═══ Data shown ═══

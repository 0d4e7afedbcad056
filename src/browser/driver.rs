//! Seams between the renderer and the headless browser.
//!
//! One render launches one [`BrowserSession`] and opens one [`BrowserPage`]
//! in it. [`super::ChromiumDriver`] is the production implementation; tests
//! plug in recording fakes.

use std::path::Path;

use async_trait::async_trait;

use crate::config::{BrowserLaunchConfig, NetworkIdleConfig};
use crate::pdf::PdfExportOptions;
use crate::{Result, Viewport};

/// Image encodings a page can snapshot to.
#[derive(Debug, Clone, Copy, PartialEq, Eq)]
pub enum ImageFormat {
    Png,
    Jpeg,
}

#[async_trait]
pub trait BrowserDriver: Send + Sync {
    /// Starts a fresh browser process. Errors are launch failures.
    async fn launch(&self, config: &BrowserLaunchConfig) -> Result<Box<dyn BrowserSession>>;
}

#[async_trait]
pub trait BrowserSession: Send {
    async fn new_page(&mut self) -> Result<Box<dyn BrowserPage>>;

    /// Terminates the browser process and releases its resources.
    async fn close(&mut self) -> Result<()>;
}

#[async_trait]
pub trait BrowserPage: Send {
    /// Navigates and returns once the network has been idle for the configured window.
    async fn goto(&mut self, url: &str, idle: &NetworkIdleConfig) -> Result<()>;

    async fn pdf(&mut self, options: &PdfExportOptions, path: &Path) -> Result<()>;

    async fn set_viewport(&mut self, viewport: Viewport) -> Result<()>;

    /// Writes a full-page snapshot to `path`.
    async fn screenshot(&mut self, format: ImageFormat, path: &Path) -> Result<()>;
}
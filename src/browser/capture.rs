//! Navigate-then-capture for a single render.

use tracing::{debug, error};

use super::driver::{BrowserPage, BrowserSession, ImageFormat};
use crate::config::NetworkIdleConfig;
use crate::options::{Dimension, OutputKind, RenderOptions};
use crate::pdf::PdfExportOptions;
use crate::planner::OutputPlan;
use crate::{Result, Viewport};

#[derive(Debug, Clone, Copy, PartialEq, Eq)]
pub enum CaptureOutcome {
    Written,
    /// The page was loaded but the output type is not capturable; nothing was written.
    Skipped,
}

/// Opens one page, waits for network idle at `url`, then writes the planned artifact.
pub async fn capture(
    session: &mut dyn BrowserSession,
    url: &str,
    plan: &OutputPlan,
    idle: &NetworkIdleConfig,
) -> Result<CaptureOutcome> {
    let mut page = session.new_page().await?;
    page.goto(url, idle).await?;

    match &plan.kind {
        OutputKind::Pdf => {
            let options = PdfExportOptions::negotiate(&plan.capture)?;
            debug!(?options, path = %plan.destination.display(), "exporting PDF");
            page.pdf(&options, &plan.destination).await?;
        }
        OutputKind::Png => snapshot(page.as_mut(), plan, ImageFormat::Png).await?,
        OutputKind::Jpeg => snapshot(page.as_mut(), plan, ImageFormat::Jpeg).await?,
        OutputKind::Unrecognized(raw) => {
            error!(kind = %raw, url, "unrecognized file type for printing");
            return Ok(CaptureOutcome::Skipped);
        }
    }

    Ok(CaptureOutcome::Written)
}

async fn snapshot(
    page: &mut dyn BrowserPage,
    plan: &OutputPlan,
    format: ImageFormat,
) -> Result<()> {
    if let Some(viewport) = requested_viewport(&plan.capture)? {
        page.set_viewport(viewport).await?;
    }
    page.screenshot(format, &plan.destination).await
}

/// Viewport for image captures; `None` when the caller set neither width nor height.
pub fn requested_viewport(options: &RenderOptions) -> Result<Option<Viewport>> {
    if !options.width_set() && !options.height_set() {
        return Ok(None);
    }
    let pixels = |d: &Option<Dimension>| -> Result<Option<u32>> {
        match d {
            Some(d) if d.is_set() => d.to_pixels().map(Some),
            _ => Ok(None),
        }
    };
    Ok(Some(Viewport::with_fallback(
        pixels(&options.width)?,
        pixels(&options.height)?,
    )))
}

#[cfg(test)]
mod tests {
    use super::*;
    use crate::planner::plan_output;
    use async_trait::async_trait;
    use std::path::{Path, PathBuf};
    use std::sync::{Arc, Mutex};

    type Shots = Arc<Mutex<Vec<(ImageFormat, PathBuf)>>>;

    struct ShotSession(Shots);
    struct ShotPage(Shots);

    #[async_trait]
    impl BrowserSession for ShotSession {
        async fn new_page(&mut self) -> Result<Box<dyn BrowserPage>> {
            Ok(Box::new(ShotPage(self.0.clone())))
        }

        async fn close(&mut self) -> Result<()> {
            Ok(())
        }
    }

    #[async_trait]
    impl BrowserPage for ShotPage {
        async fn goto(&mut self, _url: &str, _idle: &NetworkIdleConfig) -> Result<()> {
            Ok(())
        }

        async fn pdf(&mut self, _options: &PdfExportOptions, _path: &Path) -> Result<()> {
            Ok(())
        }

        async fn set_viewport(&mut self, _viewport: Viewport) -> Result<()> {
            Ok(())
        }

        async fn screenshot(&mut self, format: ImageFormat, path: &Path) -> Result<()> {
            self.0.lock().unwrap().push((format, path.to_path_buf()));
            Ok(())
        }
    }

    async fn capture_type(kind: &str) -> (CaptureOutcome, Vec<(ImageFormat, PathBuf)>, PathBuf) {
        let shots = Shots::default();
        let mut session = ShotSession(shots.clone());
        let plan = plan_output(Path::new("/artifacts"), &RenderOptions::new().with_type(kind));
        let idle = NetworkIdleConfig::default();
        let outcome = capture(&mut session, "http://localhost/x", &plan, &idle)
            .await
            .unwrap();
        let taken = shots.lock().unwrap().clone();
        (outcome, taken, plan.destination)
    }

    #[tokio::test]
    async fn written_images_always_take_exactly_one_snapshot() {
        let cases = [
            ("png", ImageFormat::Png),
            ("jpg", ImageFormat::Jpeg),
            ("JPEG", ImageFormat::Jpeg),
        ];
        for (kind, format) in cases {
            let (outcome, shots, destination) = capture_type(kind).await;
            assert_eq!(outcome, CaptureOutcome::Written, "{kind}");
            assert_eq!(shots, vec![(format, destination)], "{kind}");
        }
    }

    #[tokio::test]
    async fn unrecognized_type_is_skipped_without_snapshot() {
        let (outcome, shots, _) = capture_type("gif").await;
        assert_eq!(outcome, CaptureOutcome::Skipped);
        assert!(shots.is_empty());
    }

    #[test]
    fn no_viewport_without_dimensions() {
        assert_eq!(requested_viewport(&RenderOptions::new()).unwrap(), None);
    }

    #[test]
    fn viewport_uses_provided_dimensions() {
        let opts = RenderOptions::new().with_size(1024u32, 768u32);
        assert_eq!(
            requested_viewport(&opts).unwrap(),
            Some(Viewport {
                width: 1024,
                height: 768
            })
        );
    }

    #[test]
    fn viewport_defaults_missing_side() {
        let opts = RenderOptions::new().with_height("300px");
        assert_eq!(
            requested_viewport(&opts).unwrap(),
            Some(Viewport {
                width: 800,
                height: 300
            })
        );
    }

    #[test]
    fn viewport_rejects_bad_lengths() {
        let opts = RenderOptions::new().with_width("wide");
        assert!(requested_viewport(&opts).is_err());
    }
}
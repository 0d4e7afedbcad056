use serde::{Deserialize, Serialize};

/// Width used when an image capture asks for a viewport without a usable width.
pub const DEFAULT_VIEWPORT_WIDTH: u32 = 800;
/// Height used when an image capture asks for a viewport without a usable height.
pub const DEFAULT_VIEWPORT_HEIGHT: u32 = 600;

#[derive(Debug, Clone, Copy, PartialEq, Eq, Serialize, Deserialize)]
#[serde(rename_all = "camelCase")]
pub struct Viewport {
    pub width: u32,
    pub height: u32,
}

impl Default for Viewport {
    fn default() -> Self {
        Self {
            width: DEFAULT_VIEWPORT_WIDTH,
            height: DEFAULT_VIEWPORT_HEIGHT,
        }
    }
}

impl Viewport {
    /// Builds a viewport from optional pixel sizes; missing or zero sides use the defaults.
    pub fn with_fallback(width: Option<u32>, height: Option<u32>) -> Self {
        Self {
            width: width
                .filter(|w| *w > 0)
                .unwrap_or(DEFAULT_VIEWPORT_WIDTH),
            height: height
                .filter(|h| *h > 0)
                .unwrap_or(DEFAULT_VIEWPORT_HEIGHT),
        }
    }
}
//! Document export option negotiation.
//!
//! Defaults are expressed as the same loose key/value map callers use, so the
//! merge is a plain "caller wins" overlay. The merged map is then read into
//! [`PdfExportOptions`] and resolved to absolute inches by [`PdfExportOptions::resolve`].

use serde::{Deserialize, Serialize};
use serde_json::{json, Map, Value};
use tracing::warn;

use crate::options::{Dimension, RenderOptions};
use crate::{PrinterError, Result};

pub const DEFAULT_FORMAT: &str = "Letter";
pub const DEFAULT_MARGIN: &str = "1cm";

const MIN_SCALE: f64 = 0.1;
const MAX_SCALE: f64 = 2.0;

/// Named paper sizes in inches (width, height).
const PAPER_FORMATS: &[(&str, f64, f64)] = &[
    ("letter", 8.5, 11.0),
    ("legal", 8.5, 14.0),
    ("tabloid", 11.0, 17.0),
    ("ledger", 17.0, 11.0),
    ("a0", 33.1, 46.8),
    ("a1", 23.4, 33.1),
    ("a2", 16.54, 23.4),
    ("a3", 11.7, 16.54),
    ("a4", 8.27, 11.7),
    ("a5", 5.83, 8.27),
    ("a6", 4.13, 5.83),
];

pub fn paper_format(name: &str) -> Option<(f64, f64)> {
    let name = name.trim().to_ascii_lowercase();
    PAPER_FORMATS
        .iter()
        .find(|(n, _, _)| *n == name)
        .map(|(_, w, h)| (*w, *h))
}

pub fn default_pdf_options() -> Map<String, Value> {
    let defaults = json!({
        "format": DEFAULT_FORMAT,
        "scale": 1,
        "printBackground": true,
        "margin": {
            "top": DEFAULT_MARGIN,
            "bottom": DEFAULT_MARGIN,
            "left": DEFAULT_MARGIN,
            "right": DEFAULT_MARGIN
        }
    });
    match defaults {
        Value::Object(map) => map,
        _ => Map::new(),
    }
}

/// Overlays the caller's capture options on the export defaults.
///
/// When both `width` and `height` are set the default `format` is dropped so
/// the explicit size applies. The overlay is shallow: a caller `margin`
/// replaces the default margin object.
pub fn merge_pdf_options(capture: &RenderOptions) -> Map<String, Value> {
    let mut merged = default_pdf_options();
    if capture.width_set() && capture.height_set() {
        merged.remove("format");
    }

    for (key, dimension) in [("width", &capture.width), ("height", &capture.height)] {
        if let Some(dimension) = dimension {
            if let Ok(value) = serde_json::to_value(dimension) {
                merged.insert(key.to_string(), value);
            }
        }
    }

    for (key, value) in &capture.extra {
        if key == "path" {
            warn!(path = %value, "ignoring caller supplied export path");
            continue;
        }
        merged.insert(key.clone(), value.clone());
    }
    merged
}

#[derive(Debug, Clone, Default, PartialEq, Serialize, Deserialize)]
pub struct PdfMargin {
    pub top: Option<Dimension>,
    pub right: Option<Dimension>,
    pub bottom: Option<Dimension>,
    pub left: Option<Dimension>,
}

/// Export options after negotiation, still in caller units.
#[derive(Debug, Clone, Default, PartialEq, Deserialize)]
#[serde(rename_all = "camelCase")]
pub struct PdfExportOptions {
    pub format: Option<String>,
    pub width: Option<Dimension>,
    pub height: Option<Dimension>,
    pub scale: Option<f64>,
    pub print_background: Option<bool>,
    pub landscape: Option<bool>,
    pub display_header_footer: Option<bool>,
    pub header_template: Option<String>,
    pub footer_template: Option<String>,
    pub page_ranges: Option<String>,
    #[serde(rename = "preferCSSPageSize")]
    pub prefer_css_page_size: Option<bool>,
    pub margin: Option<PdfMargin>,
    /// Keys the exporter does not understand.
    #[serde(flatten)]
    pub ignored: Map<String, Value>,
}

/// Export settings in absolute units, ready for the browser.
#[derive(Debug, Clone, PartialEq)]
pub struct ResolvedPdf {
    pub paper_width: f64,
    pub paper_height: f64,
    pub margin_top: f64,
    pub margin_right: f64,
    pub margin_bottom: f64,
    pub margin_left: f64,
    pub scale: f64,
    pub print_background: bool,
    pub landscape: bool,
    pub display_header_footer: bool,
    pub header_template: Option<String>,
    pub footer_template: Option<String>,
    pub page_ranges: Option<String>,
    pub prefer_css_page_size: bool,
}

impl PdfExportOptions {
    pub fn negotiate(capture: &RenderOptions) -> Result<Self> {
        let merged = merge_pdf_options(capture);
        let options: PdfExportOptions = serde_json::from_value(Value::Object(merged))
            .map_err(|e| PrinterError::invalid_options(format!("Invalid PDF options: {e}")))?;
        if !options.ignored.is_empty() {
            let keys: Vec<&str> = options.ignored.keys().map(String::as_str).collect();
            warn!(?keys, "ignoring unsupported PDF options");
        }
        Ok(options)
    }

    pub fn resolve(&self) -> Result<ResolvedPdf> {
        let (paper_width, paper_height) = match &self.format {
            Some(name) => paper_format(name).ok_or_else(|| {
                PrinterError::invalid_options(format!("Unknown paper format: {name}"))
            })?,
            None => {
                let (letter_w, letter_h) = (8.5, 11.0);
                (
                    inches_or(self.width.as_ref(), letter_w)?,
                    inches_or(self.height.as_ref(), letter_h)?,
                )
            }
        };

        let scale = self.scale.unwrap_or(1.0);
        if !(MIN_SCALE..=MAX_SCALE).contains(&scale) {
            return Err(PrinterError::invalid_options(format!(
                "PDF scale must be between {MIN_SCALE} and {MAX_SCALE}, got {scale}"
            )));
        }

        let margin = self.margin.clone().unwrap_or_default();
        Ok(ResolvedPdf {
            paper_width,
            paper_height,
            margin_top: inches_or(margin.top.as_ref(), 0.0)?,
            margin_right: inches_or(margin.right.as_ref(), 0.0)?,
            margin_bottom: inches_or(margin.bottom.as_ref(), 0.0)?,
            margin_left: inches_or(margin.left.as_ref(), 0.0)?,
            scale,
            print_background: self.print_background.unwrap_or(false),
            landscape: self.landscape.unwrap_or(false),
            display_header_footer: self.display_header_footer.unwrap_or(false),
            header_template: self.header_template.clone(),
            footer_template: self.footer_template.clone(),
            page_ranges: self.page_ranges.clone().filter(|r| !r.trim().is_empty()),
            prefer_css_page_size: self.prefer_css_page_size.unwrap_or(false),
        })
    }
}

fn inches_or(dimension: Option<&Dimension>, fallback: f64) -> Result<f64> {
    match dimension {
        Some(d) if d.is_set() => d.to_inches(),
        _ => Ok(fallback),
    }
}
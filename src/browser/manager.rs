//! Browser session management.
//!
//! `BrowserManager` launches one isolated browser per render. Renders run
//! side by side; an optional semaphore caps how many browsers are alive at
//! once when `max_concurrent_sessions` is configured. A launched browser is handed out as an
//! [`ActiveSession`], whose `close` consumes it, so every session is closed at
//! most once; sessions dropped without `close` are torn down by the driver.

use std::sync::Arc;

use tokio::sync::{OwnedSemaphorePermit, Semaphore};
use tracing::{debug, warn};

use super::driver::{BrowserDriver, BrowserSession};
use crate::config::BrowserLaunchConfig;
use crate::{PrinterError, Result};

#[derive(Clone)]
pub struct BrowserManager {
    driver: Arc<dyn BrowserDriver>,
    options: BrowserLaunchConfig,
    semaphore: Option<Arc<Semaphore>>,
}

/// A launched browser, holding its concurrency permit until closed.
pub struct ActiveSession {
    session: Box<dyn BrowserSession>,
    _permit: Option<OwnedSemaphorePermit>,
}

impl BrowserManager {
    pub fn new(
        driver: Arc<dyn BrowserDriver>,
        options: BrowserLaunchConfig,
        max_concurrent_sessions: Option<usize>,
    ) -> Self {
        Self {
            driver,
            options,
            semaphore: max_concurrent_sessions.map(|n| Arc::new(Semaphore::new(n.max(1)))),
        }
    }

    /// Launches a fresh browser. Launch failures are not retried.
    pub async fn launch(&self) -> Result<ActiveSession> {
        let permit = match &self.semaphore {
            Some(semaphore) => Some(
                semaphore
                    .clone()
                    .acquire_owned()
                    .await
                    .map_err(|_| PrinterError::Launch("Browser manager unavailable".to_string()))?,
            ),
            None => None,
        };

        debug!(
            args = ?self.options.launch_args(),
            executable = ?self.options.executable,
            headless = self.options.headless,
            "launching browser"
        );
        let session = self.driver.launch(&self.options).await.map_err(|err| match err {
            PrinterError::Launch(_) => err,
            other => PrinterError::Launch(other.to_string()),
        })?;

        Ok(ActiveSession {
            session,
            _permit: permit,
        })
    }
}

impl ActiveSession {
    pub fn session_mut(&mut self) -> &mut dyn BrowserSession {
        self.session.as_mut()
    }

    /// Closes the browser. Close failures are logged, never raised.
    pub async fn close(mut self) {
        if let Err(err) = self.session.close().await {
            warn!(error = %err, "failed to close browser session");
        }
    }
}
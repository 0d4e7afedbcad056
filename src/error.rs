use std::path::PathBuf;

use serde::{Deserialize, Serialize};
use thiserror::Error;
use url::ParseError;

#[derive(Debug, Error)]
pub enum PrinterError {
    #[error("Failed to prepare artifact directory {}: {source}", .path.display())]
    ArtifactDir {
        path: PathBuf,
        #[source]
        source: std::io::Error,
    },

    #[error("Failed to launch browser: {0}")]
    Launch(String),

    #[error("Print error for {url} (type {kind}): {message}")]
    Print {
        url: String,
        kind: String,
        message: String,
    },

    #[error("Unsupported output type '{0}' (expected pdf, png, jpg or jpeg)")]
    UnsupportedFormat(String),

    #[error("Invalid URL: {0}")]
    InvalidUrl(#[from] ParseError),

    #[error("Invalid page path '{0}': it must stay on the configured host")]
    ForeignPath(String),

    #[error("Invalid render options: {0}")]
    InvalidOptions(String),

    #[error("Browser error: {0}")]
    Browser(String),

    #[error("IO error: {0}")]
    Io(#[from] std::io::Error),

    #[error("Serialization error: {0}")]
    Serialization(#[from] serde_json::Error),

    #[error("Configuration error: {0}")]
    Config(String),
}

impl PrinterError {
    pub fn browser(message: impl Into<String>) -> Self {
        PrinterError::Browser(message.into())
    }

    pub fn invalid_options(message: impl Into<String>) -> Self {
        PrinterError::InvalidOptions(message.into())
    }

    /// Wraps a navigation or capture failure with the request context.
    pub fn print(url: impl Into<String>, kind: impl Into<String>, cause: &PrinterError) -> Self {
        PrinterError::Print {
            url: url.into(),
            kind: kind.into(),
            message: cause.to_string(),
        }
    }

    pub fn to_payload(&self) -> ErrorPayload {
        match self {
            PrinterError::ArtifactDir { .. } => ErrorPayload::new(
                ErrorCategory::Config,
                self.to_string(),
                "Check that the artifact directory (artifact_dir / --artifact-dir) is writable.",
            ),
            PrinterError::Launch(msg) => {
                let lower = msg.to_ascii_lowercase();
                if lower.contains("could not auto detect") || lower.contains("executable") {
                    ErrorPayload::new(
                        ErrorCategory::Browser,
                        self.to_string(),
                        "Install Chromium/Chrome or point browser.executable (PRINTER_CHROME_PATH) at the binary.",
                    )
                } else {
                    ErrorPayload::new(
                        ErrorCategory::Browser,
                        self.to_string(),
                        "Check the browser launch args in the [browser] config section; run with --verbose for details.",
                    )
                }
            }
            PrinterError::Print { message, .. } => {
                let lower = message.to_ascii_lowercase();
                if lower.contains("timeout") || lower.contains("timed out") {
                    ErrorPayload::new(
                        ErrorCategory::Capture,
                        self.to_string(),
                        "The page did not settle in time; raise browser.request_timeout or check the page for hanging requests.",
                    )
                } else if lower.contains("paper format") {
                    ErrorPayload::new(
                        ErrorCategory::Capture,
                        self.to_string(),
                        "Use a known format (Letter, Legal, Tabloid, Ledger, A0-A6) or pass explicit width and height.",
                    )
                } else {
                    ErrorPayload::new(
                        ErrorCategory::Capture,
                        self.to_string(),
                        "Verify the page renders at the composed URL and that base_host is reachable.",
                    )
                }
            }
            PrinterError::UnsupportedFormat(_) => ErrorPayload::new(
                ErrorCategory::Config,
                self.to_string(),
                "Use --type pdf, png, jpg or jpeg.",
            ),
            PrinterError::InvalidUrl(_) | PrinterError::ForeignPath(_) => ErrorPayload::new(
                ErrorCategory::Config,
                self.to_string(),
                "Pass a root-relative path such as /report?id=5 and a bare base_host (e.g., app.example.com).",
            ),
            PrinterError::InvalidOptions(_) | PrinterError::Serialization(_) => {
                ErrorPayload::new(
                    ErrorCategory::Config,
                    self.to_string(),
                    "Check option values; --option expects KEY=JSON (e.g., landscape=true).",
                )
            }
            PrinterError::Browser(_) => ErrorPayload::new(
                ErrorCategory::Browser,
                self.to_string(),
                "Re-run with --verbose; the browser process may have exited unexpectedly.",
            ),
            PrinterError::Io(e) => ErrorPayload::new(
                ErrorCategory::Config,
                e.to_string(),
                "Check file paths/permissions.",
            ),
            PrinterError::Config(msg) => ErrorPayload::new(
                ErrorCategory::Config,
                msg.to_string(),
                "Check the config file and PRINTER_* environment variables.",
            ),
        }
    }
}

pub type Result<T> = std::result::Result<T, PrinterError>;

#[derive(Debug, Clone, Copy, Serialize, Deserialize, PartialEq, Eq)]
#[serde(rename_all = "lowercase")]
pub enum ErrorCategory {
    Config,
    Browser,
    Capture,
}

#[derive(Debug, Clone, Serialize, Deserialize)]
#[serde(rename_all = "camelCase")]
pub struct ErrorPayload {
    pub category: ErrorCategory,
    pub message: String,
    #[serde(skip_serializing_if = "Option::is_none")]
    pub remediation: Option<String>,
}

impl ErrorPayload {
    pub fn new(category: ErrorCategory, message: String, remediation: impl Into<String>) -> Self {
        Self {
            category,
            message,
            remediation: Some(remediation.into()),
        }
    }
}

═══

▸ **Exercise requirements**: Looking at the records above, report how many lines contain the word "BrowserPage". Answer with the number only.

▸ **Exercise solution**: 7